- _AIM OF THE TASK_
Each line of the data should be duplicated precisely.

- _DATA RECORDS_
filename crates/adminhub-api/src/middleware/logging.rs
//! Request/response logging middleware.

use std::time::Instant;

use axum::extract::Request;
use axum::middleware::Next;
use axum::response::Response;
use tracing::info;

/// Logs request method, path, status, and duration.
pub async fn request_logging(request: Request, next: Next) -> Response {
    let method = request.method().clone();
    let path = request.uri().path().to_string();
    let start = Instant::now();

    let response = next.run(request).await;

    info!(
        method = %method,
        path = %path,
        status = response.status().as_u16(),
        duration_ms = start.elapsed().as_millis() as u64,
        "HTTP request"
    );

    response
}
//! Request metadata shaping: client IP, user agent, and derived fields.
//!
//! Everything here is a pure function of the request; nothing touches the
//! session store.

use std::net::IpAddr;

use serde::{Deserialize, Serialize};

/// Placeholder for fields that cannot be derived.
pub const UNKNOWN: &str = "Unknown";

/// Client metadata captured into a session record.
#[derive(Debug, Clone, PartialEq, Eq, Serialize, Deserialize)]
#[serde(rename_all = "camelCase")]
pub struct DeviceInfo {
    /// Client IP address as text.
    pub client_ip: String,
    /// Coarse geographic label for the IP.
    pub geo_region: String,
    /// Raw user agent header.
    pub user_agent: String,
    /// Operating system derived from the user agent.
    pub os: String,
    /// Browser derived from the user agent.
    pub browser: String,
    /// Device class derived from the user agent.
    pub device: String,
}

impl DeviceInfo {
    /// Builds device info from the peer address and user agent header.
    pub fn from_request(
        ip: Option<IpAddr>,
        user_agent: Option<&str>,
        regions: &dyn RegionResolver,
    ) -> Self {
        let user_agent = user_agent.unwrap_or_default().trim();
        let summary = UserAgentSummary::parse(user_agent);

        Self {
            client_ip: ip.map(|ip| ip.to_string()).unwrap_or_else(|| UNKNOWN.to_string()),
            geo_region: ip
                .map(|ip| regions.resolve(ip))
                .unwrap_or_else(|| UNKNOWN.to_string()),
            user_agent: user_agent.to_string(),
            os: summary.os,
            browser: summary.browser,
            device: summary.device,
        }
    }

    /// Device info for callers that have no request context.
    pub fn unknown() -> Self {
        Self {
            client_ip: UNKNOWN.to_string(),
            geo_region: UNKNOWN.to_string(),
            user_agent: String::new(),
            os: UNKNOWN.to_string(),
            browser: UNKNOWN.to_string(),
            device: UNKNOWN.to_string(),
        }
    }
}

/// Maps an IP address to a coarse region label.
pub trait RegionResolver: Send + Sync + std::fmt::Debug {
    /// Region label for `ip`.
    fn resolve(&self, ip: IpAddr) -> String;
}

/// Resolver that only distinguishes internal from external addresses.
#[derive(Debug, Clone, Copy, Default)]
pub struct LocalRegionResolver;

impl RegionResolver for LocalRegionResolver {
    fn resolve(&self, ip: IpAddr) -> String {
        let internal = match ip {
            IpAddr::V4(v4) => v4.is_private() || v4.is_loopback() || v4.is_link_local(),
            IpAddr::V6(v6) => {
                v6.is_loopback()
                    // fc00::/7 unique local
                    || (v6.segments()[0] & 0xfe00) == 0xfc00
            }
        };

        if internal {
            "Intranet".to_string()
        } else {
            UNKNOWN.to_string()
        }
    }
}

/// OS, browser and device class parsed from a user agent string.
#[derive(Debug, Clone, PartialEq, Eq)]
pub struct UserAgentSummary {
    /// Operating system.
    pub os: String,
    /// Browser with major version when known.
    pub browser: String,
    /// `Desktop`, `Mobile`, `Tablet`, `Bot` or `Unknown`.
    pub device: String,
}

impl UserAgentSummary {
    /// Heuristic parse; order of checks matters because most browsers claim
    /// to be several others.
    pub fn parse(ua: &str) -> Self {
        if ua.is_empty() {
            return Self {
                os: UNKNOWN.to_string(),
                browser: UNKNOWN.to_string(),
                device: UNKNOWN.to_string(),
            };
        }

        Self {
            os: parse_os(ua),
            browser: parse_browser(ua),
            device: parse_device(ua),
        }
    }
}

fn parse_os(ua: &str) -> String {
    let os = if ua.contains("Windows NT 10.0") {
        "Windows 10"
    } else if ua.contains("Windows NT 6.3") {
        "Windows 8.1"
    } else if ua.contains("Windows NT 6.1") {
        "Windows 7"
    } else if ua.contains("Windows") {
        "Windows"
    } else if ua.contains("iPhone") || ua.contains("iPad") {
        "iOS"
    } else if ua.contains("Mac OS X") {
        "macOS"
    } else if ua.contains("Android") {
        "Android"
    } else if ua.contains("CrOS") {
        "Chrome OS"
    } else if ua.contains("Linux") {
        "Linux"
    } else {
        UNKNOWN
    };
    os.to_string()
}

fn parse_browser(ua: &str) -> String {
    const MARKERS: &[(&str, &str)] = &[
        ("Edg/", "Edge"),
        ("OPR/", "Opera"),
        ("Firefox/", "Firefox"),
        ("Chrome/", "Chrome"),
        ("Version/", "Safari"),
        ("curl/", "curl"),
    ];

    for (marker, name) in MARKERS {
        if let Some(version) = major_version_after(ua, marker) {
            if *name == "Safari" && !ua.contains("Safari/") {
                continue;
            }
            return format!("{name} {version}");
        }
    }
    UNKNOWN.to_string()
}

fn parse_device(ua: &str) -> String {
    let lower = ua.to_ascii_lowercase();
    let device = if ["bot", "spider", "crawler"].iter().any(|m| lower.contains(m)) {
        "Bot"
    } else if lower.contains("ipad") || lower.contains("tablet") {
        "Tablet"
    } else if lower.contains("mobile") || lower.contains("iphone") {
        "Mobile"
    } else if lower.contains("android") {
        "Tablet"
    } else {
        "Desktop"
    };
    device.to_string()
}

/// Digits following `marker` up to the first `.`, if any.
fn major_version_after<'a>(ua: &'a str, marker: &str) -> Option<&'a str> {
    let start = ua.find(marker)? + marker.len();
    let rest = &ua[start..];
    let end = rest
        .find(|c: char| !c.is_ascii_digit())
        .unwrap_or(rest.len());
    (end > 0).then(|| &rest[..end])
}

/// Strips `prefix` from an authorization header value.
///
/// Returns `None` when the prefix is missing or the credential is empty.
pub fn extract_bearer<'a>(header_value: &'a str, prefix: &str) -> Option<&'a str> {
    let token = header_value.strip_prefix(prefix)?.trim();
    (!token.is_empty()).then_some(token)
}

- _TASK SOLUTION_
filename crates/adminhub-api/src/middleware/logging.rs
//! Request/response logging middleware.

use std::time::Instant;

use axum::extract::Request;
use axum::middleware::Next;
use axum::response::Response;
use tracing::info;

/// Logs request method, path, status, and duration.
pub async fn request_logging(request: Request, next: Next) -> Response {
    let method = request.method().clone();
    let path = request.uri().path().to_string();
    let start = Instant::now();

    let response = next.run(request).await;

    info!(
        method = %method,
        path = %path,
        status = response.status().as_u16(),
        duration_ms = start.elapsed().as_millis() as u64,
        "HTTP request"
    );

    response
}
//! Request metadata shaping: client IP, user agent, and derived fields.
//!
//! Everything here is a pure function of the request; nothing touches the
//! session store.

use std::net::IpAddr;

use serde::{Deserialize, Serialize};

/// Placeholder for fields that cannot be derived.
pub const UNKNOWN: &str = "Unknown";

/// Client metadata captured into a session record.
#[derive(Debug, Clone, PartialEq, Eq, Serialize, Deserialize)]
#[serde(rename_all = "camelCase")]
pub struct DeviceInfo {
    /// Client IP address as text.
    pub client_ip: String,
    /// Coarse geographic label for the IP.
    pub geo_region: String,
    /// Raw user agent header.
    pub user_agent: String,
    /// Operating system derived from the user agent.
    pub os: String,
    /// Browser derived from the user agent.
    pub browser: String,
    /// Device class derived from the user agent.
    pub device: String,
}

impl DeviceInfo {
    /// Builds device info from the peer address and user agent header.
    pub fn from_request(
        ip: Option<IpAddr>,
        user_agent: Option<&str>,
        regions: &dyn RegionResolver,
    ) -> Self {
        let user_agent = user_agent.unwrap_or_default().trim();
        let summary = UserAgentSummary::parse(user_agent);

        Self {
            client_ip: ip.map(|ip| ip.to_string()).unwrap_or_else(|| UNKNOWN.to_string()),
            geo_region: ip
                .map(|ip| regions.resolve(ip))
                .unwrap_or_else(|| UNKNOWN.to_string()),
            user_agent: user_agent.to_string(),
            os: summary.os,
            browser: summary.browser,
            device: summary.device,
        }
    }

    /// Device info for callers that have no request context.
    pub fn unknown() -> Self {
        Self {
            client_ip: UNKNOWN.to_string(),
            geo_region: UNKNOWN.to_string(),
            user_agent: String::new(),
            os: UNKNOWN.to_string(),
            browser: UNKNOWN.to_string(),
            device: UNKNOWN.to_string(),
        }
    }
}

/// Maps an IP address to a coarse region label.
pub trait RegionResolver: Send + Sync + std::fmt::Debug {
    /// Region label for `ip`.
    fn resolve(&self, ip: IpAddr) -> String;
}

/// Resolver that only distinguishes internal from external addresses.
#[derive(Debug, Clone, Copy, Default)]
pub struct LocalRegionResolver;

impl RegionResolver for LocalRegionResolver {
    fn resolve(&self, ip: IpAddr) -> String {
        let internal = match ip {
            IpAddr::V4(v4) => v4.is_private() || v4.is_loopback() || v4.is_link_local(),
            IpAddr::V6(v6) => {
                v6.is_loopback()
                    // fc00::/7 unique local
                    || (v6.segments()[0] & 0xfe00) == 0xfc00
            }
        };

        if internal {
            "Intranet".to_string()
        } else {
            UNKNOWN.to_string()
        }
    }
}

/// OS, browser and device class parsed from a user agent string.
#[derive(Debug, Clone, PartialEq, Eq)]
pub struct UserAgentSummary {
    /// Operating system.
    pub os: String,
    /// Browser with major version when known.
    pub browser: String,
    /// `Desktop`, `Mobile`, `Tablet`, `Bot` or `Unknown`.
    pub device: String,
}

impl UserAgentSummary {
    /// Heuristic parse; order of checks matters because most browsers claim
    /// to be several others.
    pub fn parse(ua: &str) -> Self {
        if ua.is_empty() {
            return Self {
                os: UNKNOWN.to_string(),
                browser: UNKNOWN.to_string(),
                device: UNKNOWN.to_string(),
            };
        }

        Self {
            os: parse_os(ua),
            browser: parse_browser(ua),
            device: parse_device(ua),
        }
    }
}

fn parse_os(ua: &str) -> String {
    let os = if ua.contains("Windows NT 10.0") {
        "Windows 10"
    } else if ua.contains("Windows NT 6.3") {
        "Windows 8.1"
    } else if ua.contains("Windows NT 6.1") {
        "Windows 7"
    } else if ua.contains("Windows") {
        "Windows"
    } else if ua.contains("iPhone") || ua.contains("iPad") {
        "iOS"
    } else if ua.contains("Mac OS X") {
        "macOS"
    } else if ua.contains("Android") {
        "Android"
    } else if ua.contains("CrOS") {
        "Chrome OS"
    } else if ua.contains("Linux") {
        "Linux"
    } else {
        UNKNOWN
    };
    os.to_string()
}

fn parse_browser(ua: &str) -> String {
    const MARKERS: &[(&str, &str)] = &[
        ("Edg/", "Edge"),
        ("OPR/", "Opera"),
        ("Firefox/", "Firefox"),
        ("Chrome/", "Chrome"),
        ("Version/", "Safari"),
        ("curl/", "curl"),
    ];

    for (marker, name) in MARKERS {
        if let Some(version) = major_version_after(ua, marker) {
            if *name == "Safari" && !ua.contains("Safari/") {
                continue;
            }
            return format!("{name} {version}");
        }
    }
    UNKNOWN.to_string()
}

fn parse_device(ua: &str) -> String {
    let lower = ua.to_ascii_lowercase();
    let device = if ["bot", "spider", "crawler"].iter().any(|m| lower.contains(m)) {
        "Bot"
    } else if lower.contains("ipad") || lower.contains("tablet") {
        "Tablet"
    } else if lower.contains("mobile") || lower.contains("iphone") {
        "Mobile"
    } else if lower.contains("android") {
        "Tablet"
    } else {
        "Desktop"
    };
    device.to_string()
}

/// Digits following `marker` up to the first `.`, if any.
fn major_version_after<'a>(ua: &'a str, marker: &str) -> Option<&'a str> {
    let start = ua.find(marker)? + marker.len();
    let rest = &ua[start..];
    let end = rest
        .find(|c: char| !c.is_ascii_digit())
        .unwrap_or(rest.len());
    (end > 0).then(|| &rest[..end])
}

/// Strips `prefix` from an authorization header value.
///
/// Returns `None` when the prefix is missing or the credential is empty.
pub fn extract_bearer<'a>(header_value: &'a str, prefix: &str) -> Option<&'a str> {
    let token = header_value.strip_prefix(prefix)?.trim();
    (!token.is_empty()).then_some(token)
}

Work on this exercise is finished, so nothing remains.